And this doesn’t count the little details like soccer season starting for SDC, triathlon training starting for SDC, and every other activity and school requirement that goes in to having and 8 year old and a 3 1/2 year old.
And finally my husband came home from his business trip on Thursday night late. We were supposed to run the River Run together but he’s been fighting IT Band issues (infamous runner injury that is stubborn and painful) so he made the difficult decision not to run.

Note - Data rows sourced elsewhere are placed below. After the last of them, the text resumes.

// Copyright (c) 2025 Encore Contributors. All rights reserved.
// SPDX-License-Identifier: Proprietary

//! Application state and router construction.

use std::sync::Arc;

use axum::{
	routing::{get, post},
	Router,
};
use encore_server_auth_kakao::{KakaoOAuthClient, KakaoOAuthConfig};
use encore_server_config::ServerConfig;
use encore_server_db::{MemberRepository, SeatRepository};
use encore_server_session::{
	store::create_redis_pool, InMemoryRefreshTokenStore, JwtIssuer, RedisRefreshTokenStore,
	RefreshTokenStore,
};
use sqlx::SqlitePool;

use crate::auth_flow::KakaoLoginService;
use crate::error::ServerError;
use crate::routes;

/// Shared state for all HTTP handlers.
#[derive(Clone)]
pub struct AppState {
	pub pool: SqlitePool,
	pub members: Arc<MemberRepository>,
	pub seats: Arc<SeatRepository>,
	pub jwt: Option<Arc<JwtIssuer>>,
	pub kakao_login: Option<Arc<KakaoLoginService>>,
}

/// Build the application state from configuration.
///
/// Kakao login is only wired up when both the Kakao credentials and the JWT
/// signing secret are configured; otherwise the server runs with the member
/// and seat APIs only.
pub async fn create_app_state(
	pool: SqlitePool,
	config: &ServerConfig,
) -> Result<AppState, ServerError> {
	let members = Arc::new(MemberRepository::new(pool.clone()));
	let seats = Arc::new(SeatRepository::new(pool.clone()));

	let jwt = config
		.session
		.jwt_secret
		.as_ref()
		.map(|secret| {
			Arc::new(JwtIssuer::new(
				secret,
				config.session.access_ttl_secs,
				config.session.refresh_ttl_secs,
			))
		});

	let kakao_login = match (&config.kakao, &jwt) {
		(Some(kakao), Some(jwt)) => {
			let oauth_config = KakaoOAuthConfig::new(
				kakao.client_id.clone(),
				kakao.client_secret.clone(),
				kakao.redirect_uri.clone(),
			);
			let oauth = Arc::new(KakaoOAuthClient::new(oauth_config));

			let refresh_store: Arc<dyn RefreshTokenStore> = if config.redis.enabled {
				let redis_pool = create_redis_pool(&config.redis.url)?;
				tracing::info!(url = %config.redis.url, "using redis refresh-token store");
				Arc::new(RedisRefreshTokenStore::new(redis_pool))
			} else {
				tracing::info!("using in-memory refresh-token store");
				Arc::new(InMemoryRefreshTokenStore::new())
			};

			Some(Arc::new(KakaoLoginService::new(
				oauth,
				members.clone(),
				jwt.as_ref().clone(),
				refresh_store,
			)))
		}
		(Some(_), None) => {
			tracing::warn!(
				"kakao credentials configured but ENCORE_SERVER_SESSION_JWT_SECRET is not set; \
				 kakao login disabled"
			);
			None
		}
		_ => {
			tracing::info!("kakao login not configured");
			None
		}
	};

	Ok(AppState {
		pool,
		members,
		seats,
		jwt,
		kakao_login,
	})
}

/// Build the HTTP router.
pub fn create_router(state: AppState) -> Router {
	let mut router = Router::new()
		.route("/health", get(routes::health::health_check))
		.route(
			"/api/venues/{venue_id}/seats",
			get(routes::seats::list_venue_seats),
		);

	if state.kakao_login.is_some() {
		router = router
			.route(
				"/api/members/login/kakao",
				get(routes::members::login_kakao),
			)
			.route(
				"/api/members/withdraw/kakao",
				post(routes::members::withdraw_kakao),
			);
	}

	router.with_state(state)
}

I ran the River Run on Saturday by myself. I ran my PR (1:22:46; 6 minutes better than my old one) and I finished in the top 10% of women (8,160 women, to be exact). It was an amazing race for me, especially considering it was the third race in four weeks. My runners high was only tempered by the disappointment that AC couldn’t run.

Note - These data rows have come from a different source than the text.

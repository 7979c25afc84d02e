// Copyright (c) 2025 Encore Contributors. All rights reserved.
// SPDX-License-Identifier: Proprietary

//! Common response bodies for HTTP handlers.

use serde::{Deserialize, Serialize};

/// Success body carrying a human-readable message.
#[derive(Debug, Clone, Serialize, Deserialize)]
pub struct MessageResponse {
	pub message: String,
}

impl MessageResponse {
	pub fn new(message: impl Into<String>) -> Self {
		Self {
			message: message.into(),
		}
	}
}

/// Error body with a stable machine code and a human-readable message.
#[derive(Debug, Clone, Serialize, Deserialize)]
pub struct ErrorResponse {
	pub error: String,
	pub message: String,
}

#[cfg(test)]
mod tests {
	use super::*;

	#[test]
	fn message_response_serializes_flat() {
		let body = MessageResponse::new("로그인 성공");
		let json = serde_json::to_string(&body).unwrap();
		assert_eq!(json, r#"{"message":"로그인 성공"}"#);
	}
}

So it seems reasonable that yesterday, after my last big race was finished, I could hardly get out of bed in the morning and could barely manage to keep my eyes open yesterday afternoon. I was finally letting down after four weeks of non-stop high level energy. Don’t get me wrong, some of it was awesome, positive energy but a lot of it was very difficult, stressful and challenging.
Hopefully this week I can write about the S2S Relay before the memories fade. But at least I don’t have to make excuses for having too much to write about and therefore write nothing at all.
I’m officially caught up. For now. It should only take another week or two before I find myself behind again.
I have tried several times to write a pretty little recap of this race but it has yet to gel for me, so while I’m sitting here unable to sleep because I’m worried about my 13 year old dog who may be dying, I’m going to tackle it like this.
On Sunday, February 17, my husband and I ran the Breast Cancer Marathon, Half Marathon edition. It was my fourth half (third time running this particular race) and his first. This race was founded by a local (former) newscaster who is a three-time breast cancer survivor. This race has become very popular for the cause it supports (100% of the proceeds go to research and patient care) and also the well-orchestrated logistics (read: tons and tons of port-a-potties for the runners). This year, similar to last year, temperatures were in the 30s with wind chill in the 20s and wind around 10-15 MPH.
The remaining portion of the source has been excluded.